'''

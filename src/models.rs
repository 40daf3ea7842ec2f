use chrono::{DateTime, Utc};
use serde::{Deserialize, Serialize};
use utoipa::ToSchema;
use uuid::Uuid;

pub type CommentId = Uuid;
pub type PostId = i64;
pub type SeriesId = i64;
pub type UserId = String;

#[derive(Debug, Clone, Serialize, Deserialize, ToSchema, sqlx::FromRow)]
#[serde(rename_all = "camelCase")]
pub struct Comment {
    pub id: CommentId,
    pub content: String,
    pub post_id: PostId,
    pub parent_id: Option<CommentId>, // None = top-level
    pub author_id: UserId,
    pub created_at: DateTime<Utc>,
    pub updated_at: DateTime<Utc>,
}

/// Insert payload handed to the repository once the service has validated it.
#[derive(Debug, Clone)]
pub struct NewComment {
    pub content: String,
    pub post_id: PostId,
    pub parent_id: Option<CommentId>,
    pub author_id: UserId,
}

#[derive(Debug, Clone, PartialEq, Eq, Serialize, Deserialize, ToSchema)]
pub struct AuthorSummary {
    pub id: UserId,
    pub name: Option<String>,
    pub image: Option<String>,
}

/// A comment as it goes over the wire: the row plus its author and reply count.
#[derive(Debug, Clone, Serialize, Deserialize, ToSchema)]
#[serde(rename_all = "camelCase")]
pub struct CommentView {
    pub id: CommentId,
    pub content: String,
    pub post_id: PostId,
    pub parent_id: Option<CommentId>,
    pub author_id: UserId,
    pub created_at: DateTime<Utc>,
    pub updated_at: DateTime<Utc>,
    pub author: AuthorSummary,
    pub reply_count: i64,
}

impl CommentView {
    pub fn new(comment: Comment, author: Option<&User>, reply_count: i64) -> Self {
        let author = match author {
            Some(u) => AuthorSummary { id: u.id.clone(), name: u.name.clone(), image: u.image.clone() },
            None => AuthorSummary { id: comment.author_id.clone(), name: None, image: None },
        };
        Self {
            id: comment.id,
            content: comment.content,
            post_id: comment.post_id,
            parent_id: comment.parent_id,
            author_id: comment.author_id,
            created_at: comment.created_at,
            updated_at: comment.updated_at,
            author,
            reply_count,
        }
    }
}

#[derive(Debug, Clone, Serialize, Deserialize, ToSchema)]
#[serde(rename_all = "camelCase")]
pub struct CommentPage {
    pub comments: Vec<CommentView>,
    pub next_cursor: Option<CommentId>,
}

impl CommentPage {
    pub fn empty() -> Self {
        Self { comments: Vec::new(), next_cursor: None }
    }
}

#[derive(Debug, Clone, PartialEq, Eq, Serialize, Deserialize, ToSchema, sqlx::FromRow)]
pub struct User {
    pub id: UserId,
    pub name: Option<String>,
    pub image: Option<String>,
}

#[derive(Debug, Clone, Serialize, Deserialize, ToSchema, sqlx::FromRow)]
#[serde(rename_all = "camelCase")]
pub struct Post {
    pub id: PostId,
    pub title: String,
    pub content: String,
    pub published: bool,
    pub created_at: DateTime<Utc>,
    pub updated_at: DateTime<Utc>,
    pub category_id: Option<i64>,
    pub series_id: Option<SeriesId>,
    pub order_in_series: Option<i32>,
}

#[derive(Debug, Clone, Serialize, Deserialize, ToSchema)]
#[serde(rename_all = "camelCase")]
pub struct NewPost {
    pub title: String,
    pub content: String,
    pub published: bool,
    pub category_id: Option<i64>,
    pub series_id: Option<SeriesId>,
    pub order_in_series: Option<i32>,
}

#[derive(Debug, Clone, Serialize, Deserialize, ToSchema, sqlx::FromRow)]
pub struct Series {
    pub id: SeriesId,
    pub title: String,
}

// ---------------- request bodies / query strings ----------------

#[derive(Debug, Default, Deserialize, utoipa::IntoParams)]
#[serde(rename_all = "camelCase")]
#[into_params(parameter_in = Query)]
pub struct ListCommentsQuery {
    /// List top-level comments of this post.
    pub post_id: Option<PostId>,
    /// List direct replies to this comment.
    pub parent_id: Option<String>,
    /// Resume after this comment id.
    pub cursor: Option<String>,
    pub limit: Option<i64>,
}

// Fields are optional so that absent values surface as validation errors
// from the service rather than as serde rejections. Comment ids arrive as
// opaque strings and are parsed after the caller has been authenticated.
#[derive(Debug, Default, Clone, Deserialize, ToSchema)]
#[serde(rename_all = "camelCase")]
pub struct CreateCommentRequest {
    pub content: Option<String>,
    pub post_id: Option<PostId>,
    pub parent_id: Option<String>,
}

#[derive(Debug, Default, Clone, Deserialize, ToSchema)]
pub struct UpdateCommentRequest {
    pub id: Option<String>,
    pub content: Option<String>,
}

#[derive(Debug, Default, Deserialize, utoipa::IntoParams)]
#[into_params(parameter_in = Query)]
pub struct DeleteCommentQuery {
    pub id: Option<String>,
}

#[derive(Debug, Clone, Serialize, Deserialize, ToSchema)]
pub struct MessageResponse {
    pub message: String,
}
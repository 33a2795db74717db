// Services Module
//
// INTENTION:
// This module defines the service side of the broker: the declarative schema a
// service is built from, the runtime Service, the per-call contexts handed to
// handlers, and the registry the broker dispatches through.
//
// ARCHITECTURAL PRINCIPLES:
// 1. Declare Once - A service is described by a ServiceSchema and validated
//    eagerly; construction is all-or-nothing
// 2. Explicit Receivers - Handlers receive their Context (and through it the
//    owning Service) as a parameter, never through implicit binding
// 3. Transparent Interception - Caching wraps an ActionHandler without the
//    handler knowing about it
// 4. Read-Mostly Registry - Dispatch reads immutable snapshots; only
//    registration takes the writer lock

// Module declarations
pub mod action_catalog;
pub mod event_context;
pub mod load_balancing;
pub mod request_context;
pub mod schema;
pub mod service;
pub mod service_registry;

use anyhow::{anyhow, Result};
use serde_json::Value;
use std::future::Future;
use std::pin::Pin;
use std::sync::Arc;

// Re-export the context types from their dedicated modules
pub use crate::services::event_context::EventContext;
pub use crate::services::request_context::Context;
pub use crate::services::service::Service;

/// Future returned by action handlers and broker calls
pub type ServiceFuture = Pin<Box<dyn Future<Output = Result<Value>> + Send>>;

/// Handler for a service action
///
/// INTENTION: Define the signature for a function that handles a service action.
/// The handler receives the call Context (params, action, owning service,
/// parent) and resolves to the action's result.
pub type ActionHandler = Arc<dyn Fn(Arc<Context>) -> ServiceFuture + Send + Sync>;

/// Handler for an event subscription
///
/// Called synchronously with the emitted arguments. Errors are logged by the
/// broker and never reach the emitter.
pub type EventHandler = Arc<dyn Fn(&EventContext, &[Value]) -> Result<()> + Send + Sync>;

/// Plain service method, bound to the owning service at construction
pub type MethodHandler = Arc<dyn Fn(&Service, &[Value]) -> Result<Value> + Send + Sync>;

/// Synchronous `created` hook
pub type CreatedHook = Arc<dyn Fn(&Service) + Send + Sync>;

/// Asynchronous `started` / `stopped` hook
pub type LifecycleHook =
    Arc<dyn Fn(Arc<Service>) -> Pin<Box<dyn Future<Output = Result<()>> + Send>> + Send + Sync>;

/// Build an [`ActionHandler`] from an async closure
pub fn action_handler<F, Fut>(f: F) -> ActionHandler
where
    F: Fn(Arc<Context>) -> Fut + Send + Sync + 'static,
    Fut: Future<Output = Result<Value>> + Send + 'static,
{
    Arc::new(move |ctx: Arc<Context>| -> ServiceFuture { Box::pin(f(ctx)) })
}

/// Build an [`EventHandler`] from a closure
pub fn event_handler<F>(f: F) -> EventHandler
where
    F: Fn(&EventContext, &[Value]) -> Result<()> + Send + Sync + 'static,
{
    Arc::new(f)
}

/// Build an [`EventHandler`] that runs an async body on the tokio runtime
///
/// The broker never awaits event handlers; the spawned task's error is logged
/// through the event context's logger. Emitting outside a tokio runtime makes
/// the handler return an error, which the broker logs like any other handler
/// failure.
pub fn spawn_event_handler<F, Fut>(f: F) -> EventHandler
where
    F: Fn(EventContext, Vec<Value>) -> Fut + Send + Sync + 'static,
    Fut: Future<Output = Result<()>> + Send + 'static,
{
    Arc::new(move |ctx: &EventContext, args: &[Value]| -> Result<()> {
        let runtime = tokio::runtime::Handle::try_current().map_err(|e| {
            anyhow!(
                "Async handler for '{}' needs a tokio runtime: {e}",
                ctx.event_name
            )
        })?;
        let ctx = ctx.clone();
        let logger = ctx.logger.clone();
        let fut = f(ctx, args.to_vec());
        runtime.spawn(async move {
            if let Err(e) = fut.await {
                logger.error(format!("Async event handler failed: {e}"));
            }
        });
        Ok(())
    })
}

/// Build a [`MethodHandler`] from a closure
pub fn method_handler<F>(f: F) -> MethodHandler
where
    F: Fn(&Service, &[Value]) -> Result<Value> + Send + Sync + 'static,
{
    Arc::new(f)
}

/// Build a [`LifecycleHook`] from an async closure
pub fn lifecycle_hook<F, Fut>(f: F) -> LifecycleHook
where
    F: Fn(Arc<Service>) -> Fut + Send + Sync + 'static,
    Fut: Future<Output = Result<()>> + Send + 'static,
{
    Arc::new(
        move |service: Arc<Service>| -> Pin<Box<dyn Future<Output = Result<()>> + Send>> {
            Box::pin(f(service))
        },
    )
}
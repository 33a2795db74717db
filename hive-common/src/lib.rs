//! Hive Common
//!
//! Common utilities shared by the Hive service broker crates.
//!
//! This crate provides:
//! - Component-based structured logging with node ID context
//! - Logging macros that avoid allocating the message when the level is off
//! - Dot-segmented event patterns with `*` and `**` wildcards

// Export modules
pub mod logging;
pub mod macros;
pub mod routing;

// Re-export traits and types at the root level
pub use logging::{Component, ComponentKey, LogLevel, Logger, LoggingConfig};
pub use routing::{EventPattern, PatternError, PatternSegment};
// EventContext Module
//
// INTENTION:
// Give event handlers the emitted event name, whether it originated locally,
// the owning service (for schema-declared subscriptions) and a way back into
// the broker to call actions or emit follow-up events.

use hive_common::logging::Logger;
use hive_common::{log_debug, log_error, log_info, log_warn};
use serde_json::Value;
use std::fmt;
use std::sync::Arc;

use crate::broker::ServiceBroker;
use crate::services::{Service, ServiceFuture};

/// Context for handling events
#[derive(Clone)]
pub struct EventContext {
    /// Name the event was emitted with
    pub event_name: String,
    /// Service the subscription belongs to; `None` for plain `on` subscribers
    pub service: Option<Arc<Service>>,
    /// Logger instance specific to this context
    pub logger: Arc<Logger>,
    broker: ServiceBroker,
    is_local: bool,
}

impl fmt::Debug for EventContext {
    fn fmt(&self, f: &mut fmt::Formatter<'_>) -> fmt::Result {
        f.debug_struct("EventContext")
            .field("event_name", &self.event_name)
            .field("service", &self.service.as_ref().map(|s| s.full_name()))
            .field("is_local", &self.is_local)
            .finish()
    }
}

impl EventContext {
    pub fn new(
        event_name: &str,
        broker: ServiceBroker,
        is_local: bool,
        logger: Arc<Logger>,
    ) -> Self {
        Self {
            event_name: event_name.to_string(),
            service: None,
            logger: Arc::new(logger.with_event_path(event_name)),
            broker,
            is_local,
        }
    }

    /// Copy of this context bound to the subscribing service
    pub fn for_service(&self, service: Arc<Service>) -> Self {
        Self {
            logger: Arc::new(service.logger.with_event_path(self.event_name.clone())),
            service: Some(service),
            ..self.clone()
        }
    }

    /// Whether the event came in through `emit_local`
    pub fn is_local(&self) -> bool {
        self.is_local
    }

    pub fn broker(&self) -> &ServiceBroker {
        &self.broker
    }

    /// Call an action from within an event handler
    pub fn call(&self, action_name: &str, params: Value) -> ServiceFuture {
        log_debug!(self.logger, "Event handler calling {action_name}");
        self.broker.call(action_name, params)
    }

    pub fn emit(&self, event_name: &str, args: &[Value]) {
        self.broker.emit(event_name, args);
    }

    pub fn emit_local(&self, event_name: &str, args: &[Value]) {
        self.broker.emit_local(event_name, args);
    }

    pub fn debug(&self, message: impl Into<String>) {
        log_debug!(self.logger, "{}", message.into());
    }

    pub fn info(&self, message: impl Into<String>) {
        log_info!(self.logger, "{}", message.into());
    }

    pub fn warn(&self, message: impl Into<String>) {
        log_warn!(self.logger, "{}", message.into());
    }

    pub fn error(&self, message: impl Into<String>) {
        log_error!(self.logger, "{}", message.into());
    }
}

'''

Find the string "ServiceBroker" in the material above. Then copy each line that has it.

use crate::broker::ServiceBroker;
    broker: ServiceBroker,
        broker: ServiceBroker,
    pub fn broker(&self) -> &ServiceBroker {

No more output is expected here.